The fifth project in the General Assembly Data Science Immersive was a group project built around the notion of social good. We needed to come up with something that would be a positive influence for the world. The four of us had explored a few different ideas based around our individual social justice passions, and had originally settled on a project based around dams and the correlation between dams and malaria in India. Mosquitos breed in still water and the idea seemed to have a lot of merit, until we did some research into our dataset and found little correlation between malaria and dams, at least in the data that we had.

Data science is an iterative process, they say, and here we were heading back to the drawing board.

Claire Hester, one of the Data Science Instructional Associates at General Assembly at the time, presented her capstone project during class one day and we were incredibly impressed. It involved training a convolutional neural network model to be able to detect if someone is wearing a mask correctly, incorrectly, or not at all. And she was able to demonstrate this with a live demo of the model working in real time on her web cam, utilizing imutils and OpenCV in order to achieve this. Claire was honest about the shortcomings of her model, and how it didn't work particularly well in classifying the incorrectly masked. Additionally, her dataset was small, at just 853 images.

As students, we were enamored. We knew we wanted to do something like it, and we knew that it would be a great opportunity to gain some practice working with image data and computer vision, so we decided to see if we could do something similar, but make a better model.

We grappled with the notion of not being wholly original in our data science project, but then we stopped and thought about every project idea we had. We Googled each and every one of them and found that a number of data science projects already existed for every single one of our ideas. There was no escaping the truth: we were not going to come up with something that nobody had ever explored.

Austin Kleon, in his book "Steal Like an Artist", addresses this concept. He argues to envision our influences like a family tree of sorts, and that we should focus on building our own branch on the tree. There's no escaping the influence of what you consume, so it's better to discuss your sources of inspiration and let others be inspired too. Johnny Cash sang "Hurt" to much acclaim when he released it in 2002. His aged, gravely voice lent depth and despair to the lyrics. And plenty of people have no idea that it was originally a Nine Inch Nails song on the album "The Downward Spiral". We take from our inspirations and produce from there, hoping to inspire others down the line.

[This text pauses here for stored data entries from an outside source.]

//! Session domain module.
//!
//! This module contains all session-related domain models, the repository
//! interface, and the lifecycle/editor logic.
//!
//! # Module Structure
//!
//! - `model`: Core domain model (`Session`, `Exercise`, `SetEntry`)
//! - `duration`: Duration display rule (`SessionDuration`)
//! - `repository`: Repository trait for session persistence
//! - `manager`: Session lifecycle and set editor (`SessionManager`)

mod duration;
mod manager;
mod model;
mod repository;


// Re-export public API
pub use duration::SessionDuration;
pub use manager::{SessionEdit, SessionManager, StartSession};
pub use model::{Exercise, Session, SetEntry, validate_body_weight, validate_times};
pub use repository::SessionRepository;
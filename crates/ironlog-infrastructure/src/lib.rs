//! Storage backends, paths and configuration loading for ironlog.

pub mod config_service;
pub mod dto;
pub mod paths;
pub mod session_repository;
pub mod storage;

pub use crate::config_service::ConfigService;
pub use crate::paths::IronlogPaths;
pub use crate::session_repository::JsonSessionRepository;
pub use crate::storage::{JsonFileStore, MemoryStore};
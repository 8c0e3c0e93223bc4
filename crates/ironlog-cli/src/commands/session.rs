//! Session lifecycle commands.

use crate::app::App;
use crate::display;
use anyhow::Result;
use chrono::{DateTime, FixedOffset};
use colored::Colorize;
use ironlog_core::session::StartSession;

pub fn start(
    app: &mut App,
    at: Option<DateTime<FixedOffset>>,
    end: Option<DateTime<FixedOffset>>,
    body_weight: Option<f64>,
) -> Result<()> {
    let start_time = at.unwrap_or_else(|| app.now());
    let session = app.manager.start_session(StartSession {
        start_time: Some(start_time),
        end_time: end,
        body_weight,
    })?;
    println!(
        "{} {}",
        "Workout session started!".bright_green(),
        format!("(session {})", session.id).bright_black()
    );
    app.save_draft()?;
    Ok(())
}

pub fn stop(app: &mut App) -> Result<()> {
    let session = app.manager.stop_session()?;
    let end = session.end_time.as_ref().map(display::time).unwrap_or_default();
    println!(
        "Stopped at {} ({}). Run `ironlog end` to save.",
        end,
        session.duration()
    );
    app.save_draft()?;
    Ok(())
}

pub fn times(
    app: &mut App,
    start: Option<DateTime<FixedOffset>>,
    end: Option<DateTime<FixedOffset>>,
    clear_end: bool,
) -> Result<()> {
    let current_end = app.manager.active().and_then(|s| s.end_time);
    let end = if clear_end { None } else { end.or(current_end) };
    let session = app.manager.update_session_times(start, end)?;
    println!(
        "Session times updated: {} ({})",
        display::time(&session.start_time),
        session.duration()
    );
    app.save_draft()?;
    Ok(())
}

pub fn end(app: &mut App, at: Option<DateTime<FixedOffset>>) -> Result<()> {
    let recorded = app.manager.active().and_then(|s| s.end_time);
    let end_time = at.or(recorded).unwrap_or_else(|| app.now());
    let session = app.manager.end_session(Some(end_time))?;
    app.save_draft()?;
    println!(
        "{} {} exercises, {} sets, {}",
        "Workout session completed and saved!".bright_green(),
        session.exercises.len(),
        session.total_sets(),
        session.duration()
    );
    Ok(())
}

pub fn status(app: &mut App) -> Result<()> {
    match app.manager.active() {
        Some(session) => display::print_active(session),
        None => println!(
            "{}",
            "No workout in progress. Start one with `ironlog start`.".bright_black()
        ),
    }
    Ok(())
}
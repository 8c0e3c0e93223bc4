use anyhow::Result;
use clap::Parser;
use tracing_subscriber::EnvFilter;

mod app;
mod cli;
mod commands;
mod display;
mod input;
mod prompt;

use app::App;
use cli::Cli;

fn init_tracing(verbose: bool) {
    let filter = if verbose {
        EnvFilter::new("debug")
    } else {
        EnvFilter::try_from_default_env().unwrap_or_else(|_| EnvFilter::new("warn"))
    };
    tracing_subscriber::fmt()
        .with_env_filter(filter)
        .with_writer(std::io::stderr)
        .with_target(false)
        .init();
}

fn main() -> Result<()> {
    let cli = Cli::parse();
    init_tracing(cli.verbose);

    let mut app = App::open(cli.config, cli.data_dir)?;
    commands::dispatch(&mut app, cli.command)
}
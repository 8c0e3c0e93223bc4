//! Interactive prompt.
//!
//! Each line is parsed like a command-line invocation without the program
//! name, so `exercise add Bench Press` works as it does from the shell.
//! Arguments are split on whitespace; quoting is not supported.

use std::borrow::Cow::{self, Borrowed, Owned};

use anyhow::Result;
use clap::Parser;
use colored::Colorize;
use rustyline::completion::{Completer, Pair};
use rustyline::error::ReadlineError;
use rustyline::highlight::Highlighter;
use rustyline::hint::Hinter;
use rustyline::validate::Validator;
use rustyline::{Context, Editor, Helper};

use crate::app::App;
use crate::display;
use crate::cli::{Commands, ShellLine};
use ironlog_core::chart::chartable_exercises;

const COMMANDS: [&str; 16] = [
    "start",
    "stop",
    "times",
    "end",
    "status",
    "exercise add",
    "exercise remove",
    "set add",
    "set remove",
    "edit",
    "history",
    "stats",
    "chart",
    "exercises",
    "vocabulary",
    "quit",
];

/// Completion, highlighting and hints for the prompt.
struct ShellHelper {
    vocabulary: Vec<String>,
    logged: Vec<String>,
}

impl ShellHelper {
    fn new(vocabulary: Vec<String>, logged: Vec<String>) -> Self {
        Self { vocabulary, logged }
    }

    /// Replacement start and candidates for the text before the cursor.
    fn candidates(&self, line: &str) -> (usize, Vec<String>) {
        for (prefix, names) in [("exercise add ", &self.vocabulary), ("chart ", &self.logged)] {
            if let Some(partial) = line.strip_prefix(prefix) {
                let partial = partial.to_lowercase();
                let matches = names
                    .iter()
                    .filter(|name| name.to_lowercase().starts_with(&partial))
                    .cloned()
                    .collect();
                return (prefix.len(), matches);
            }
        }

        let matches = COMMANDS
            .iter()
            .filter(|command| command.starts_with(line))
            .map(|command| command.to_string())
            .collect();
        (0, matches)
    }
}

impl Helper for ShellHelper {}

impl Completer for ShellHelper {
    type Candidate = Pair;

    fn complete(
        &self,
        line: &str,
        pos: usize,
        _ctx: &Context<'_>,
    ) -> rustyline::Result<(usize, Vec<Pair>)> {
        let (start, matches) = self.candidates(&line[..pos]);
        let pairs = matches
            .into_iter()
            .map(|candidate| Pair {
                display: candidate.clone(),
                replacement: candidate,
            })
            .collect();
        Ok((start, pairs))
    }
}

impl Highlighter for ShellHelper {
    fn highlight<'l>(&self, line: &'l str, _pos: usize) -> Cow<'l, str> {
        match line.split_once(' ') {
            Some((command, rest)) => Owned(format!("{} {}", command.bright_cyan(), rest)),
            None if !line.is_empty() => Owned(line.bright_cyan().to_string()),
            None => Borrowed(line),
        }
    }

    fn highlight_hint<'h>(&self, hint: &'h str) -> Cow<'h, str> {
        Owned(hint.bright_black().to_string())
    }

    fn highlight_char(&self, _line: &str, _pos: usize, _forced: bool) -> bool {
        true
    }
}

impl Hinter for ShellHelper {
    type Hint = String;

    fn hint(&self, line: &str, pos: usize, _ctx: &Context<'_>) -> Option<String> {
        if pos < line.len() || line.is_empty() {
            return None;
        }
        let (start, matches) = self.candidates(line);
        let typed = line.len() - start;
        matches
            .into_iter()
            .find(|candidate| candidate.len() > typed && candidate.starts_with(&line[start..]))
            .map(|candidate| candidate[typed..].to_string())
    }
}

impl Validator for ShellHelper {}

pub fn run(app: &mut App) -> Result<()> {
    let helper = ShellHelper::new(
        app.config.exercise_vocabulary.clone(),
        chartable_exercises(app.manager.sessions()),
    );
    let mut rl = Editor::new()?;
    rl.set_helper(Some(helper));

    println!("{}", "=== ironlog ===".bright_magenta().bold());
    println!(
        "{}",
        "Type a command such as 'start' or 'set add 1 8 60', or 'quit' to exit.".bright_black()
    );
    if let Some(session) = app.manager.active() {
        println!("{}", format!("Session {} is in progress.", session.id).yellow());
    }
    println!();

    loop {
        match rl.readline("ironlog> ") {
            Ok(line) => {
                let trimmed = line.trim();
                if trimmed == "quit" || trimmed == "exit" {
                    break;
                }
                if trimmed.is_empty() {
                    continue;
                }
                let _ = rl.add_history_entry(trimmed);

                match ShellLine::try_parse_from(trimmed.split_whitespace()) {
                    Ok(ShellLine {
                        command: Commands::Shell,
                    }) => println!("{}", "Already in the shell.".bright_black()),
                    Ok(parsed) => {
                        if let Err(e) = super::dispatch(app, parsed.command) {
                            eprintln!("{}", display::error_line(&e));
                        }
                        if let Some(helper) = rl.helper_mut() {
                            helper.logged = chartable_exercises(app.manager.sessions());
                        }
                    }
                    Err(e) => {
                        let _ = e.print();
                    }
                }
            }
            Err(ReadlineError::Interrupted) => {
                println!("{}", "CTRL-C detected. Type 'quit' to exit.".yellow());
            }
            Err(ReadlineError::Eof) => break,
            Err(err) => return Err(err.into()),
        }
    }

    if app.manager.has_active() {
        println!("{}", "The open session is kept as a draft.".bright_black());
    }
    Ok(())
}
pub mod chart;
pub mod editor;
pub mod history;
pub mod session;
pub mod shell;

use crate::app::App;
use crate::cli::Commands;
use anyhow::Result;

/// Runs one command against `app`.
pub fn dispatch(app: &mut App, command: Commands) -> Result<()> {
    match command {
        Commands::Start {
            at,
            end,
            body_weight,
        } => session::start(app, at, end, body_weight),
        Commands::Stop => session::stop(app),
        Commands::Times {
            start,
            end,
            clear_end,
        } => session::times(app, start, end, clear_end),
        Commands::End { at } => session::end(app, at),
        Commands::Status => session::status(app),
        Commands::Exercise { action } => editor::exercise(app, action),
        Commands::Set { action } => editor::set(app, action),
        Commands::Edit {
            session_id,
            start,
            end,
            clear_end,
            body_weight,
            clear_body_weight,
        } => history::edit(
            app,
            session_id,
            history::EditArgs {
                start,
                end,
                clear_end,
                body_weight,
                clear_body_weight,
            },
        ),
        Commands::History { days, page } => history::list(app, days, page),
        Commands::Stats { session_id, json } => history::stats(app, session_id, json),
        Commands::Chart {
            exercise,
            metric,
            json,
        } => chart::series(app, &exercise.join(" "), metric, json),
        Commands::Exercises => chart::exercises(app),
        Commands::Vocabulary => editor::vocabulary(app),
        Commands::Shell => shell::run(app),
    }
}
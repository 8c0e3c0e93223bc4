//! Key-value storage capability.
//!
//! The tracker persists everything as JSON strings under well-known keys,
//! mirroring a browser's local storage. Backends live in the infrastructure
//! crate.

use crate::error::Result;

/// An abstract string key-value store.
///
/// Implementations overwrite the whole value on every `set`; there are no
/// partial writes or transactions.
pub trait KeyValueStore: Send + Sync {
    /// Reads the value stored under `key`.
    ///
    /// # Returns
    ///
    /// - `Ok(Some(value))`: Key present
    /// - `Ok(None)`: Key never written
    /// - `Err(_)`: Backend failure
    fn get(&self, key: &str) -> Result<Option<String>>;

    /// Stores `value` under `key`, replacing any previous value.
    fn set(&self, key: &str, value: &str) -> Result<()>;

    /// Removes `key`. Removing a missing key is not an error.
    fn remove(&self, key: &str) -> Result<()>;
}
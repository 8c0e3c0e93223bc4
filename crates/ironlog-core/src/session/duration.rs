//! Session duration display rule.

use chrono::{DateTime, FixedOffset};
use serde::Serialize;
use std::fmt;

/// Length of a session as shown to the user.
#[derive(Debug, Clone, Copy, PartialEq, Eq, Serialize)]
#[serde(rename_all = "camelCase", tag = "kind", content = "minutes")]
pub enum SessionDuration {
    /// No end time recorded yet.
    Ongoing,
    /// Whole minutes between start and end, rounded half up.
    Minutes(i64),
}

impl SessionDuration {
    pub fn between(start: DateTime<FixedOffset>, end: Option<DateTime<FixedOffset>>) -> Self {
        match end {
            None => Self::Ongoing,
            Some(end) => {
                let millis = (end - start).num_milliseconds();
                let minutes = (millis as f64 / 60_000.0 + 0.5).floor() as i64;
                Self::Minutes(minutes)
            }
        }
    }

    pub fn is_ongoing(&self) -> bool {
        matches!(self, Self::Ongoing)
    }
}

impl fmt::Display for SessionDuration {
    fn fmt(&self, f: &mut fmt::Formatter<'_>) -> fmt::Result {
        match self {
            Self::Ongoing => write!(f, "Ongoing"),
            Self::Minutes(minutes) if *minutes < 60 => write!(f, "{} minutes", minutes),
            Self::Minutes(minutes) => write!(f, "{}h {}m", minutes / 60, minutes % 60),
        }
    }
}

#[cfg(test)]
mod tests {
    use super::*;

    fn at(s: &str) -> DateTime<FixedOffset> {
        DateTime::parse_from_rfc3339(s).unwrap()
    }

    #[test]
    fn test_ongoing_without_end() {
        let duration = SessionDuration::between(at("2024-03-01T18:00:00+01:00"), None);
        assert!(duration.is_ongoing());
        assert_eq!(duration.to_string(), "Ongoing");
    }

    #[test]
    fn test_under_an_hour() {
        let duration = SessionDuration::between(
            at("2024-03-01T18:00:00+01:00"),
            Some(at("2024-03-01T18:45:00+01:00")),
        );
        assert_eq!(duration, SessionDuration::Minutes(45));
        assert_eq!(duration.to_string(), "45 minutes");
    }

    #[test]
    fn test_hours_and_minutes() {
        let duration = SessionDuration::between(
            at("2024-03-01T18:00:00+01:00"),
            Some(at("2024-03-01T19:35:00+01:00")),
        );
        assert_eq!(duration.to_string(), "1h 35m");

        let exact = SessionDuration::between(
            at("2024-03-01T18:00:00+01:00"),
            Some(at("2024-03-01T20:00:00+01:00")),
        );
        assert_eq!(exact.to_string(), "2h 0m");
    }

    #[test]
    fn test_rounds_half_minute_up() {
        let duration = SessionDuration::between(
            at("2024-03-01T18:00:00Z"),
            Some(at("2024-03-01T18:10:30Z")),
        );
        assert_eq!(duration, SessionDuration::Minutes(11));

        let below = SessionDuration::between(
            at("2024-03-01T18:00:00Z"),
            Some(at("2024-03-01T18:10:29Z")),
        );
        assert_eq!(below, SessionDuration::Minutes(10));
    }

    #[test]
    fn test_offsets_do_not_change_length() {
        let duration = SessionDuration::between(
            at("2024-03-01T18:00:00+01:00"),
            Some(at("2024-03-01T17:30:00Z")),
        );
        assert_eq!(duration.to_string(), "30 minutes");
    }
}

We decided that, in order to build on what Claire had created, we would need to have a lot more images. We found a dataset on Github that had nearly 70,000 unique images that had also included photoshopped images of blue surgical masks onto the faces that were either correctly worn or incorrectly worn. This put our image dataset at around 200,000 in total. Given computational constraints, only 9,000 total images were used (3,000 of each class) in our modeling. We built our model to have two convolutional layers of 16 nodes each, with pooling layers for both of these. Given the amount of our data, we found our models reaching 0.99 precision and recall scores on all three classes (correctly worn, incorrectly worn, or unmasked) in under 10 epochs. We managed to build an incredibly accurate model overall, and we were all excited by these results.

There's a mistake in art that building upon the work from others is somehow disingenuous, and I wanted to clear the air about that. I want you to know where our sources come from because I want you to know that this is an iteration of an idea that is touched upon by others. There's a fallacy in thinking that people are self-made. We all come from one another and build upon each other. We have shared our results on Github and hope that others build upon what we have made too; this way we all build for the common good, for that is the social good.

I invite anyone and everyone to use what you find useful from all of my projects too. I hope to see others improving upon my work and creating even better versions of anything I produce. It's exciting to see what people can do with your material. There's no need to waste time in believing that you need to start from scratch; please re-use our wheel and get rolling.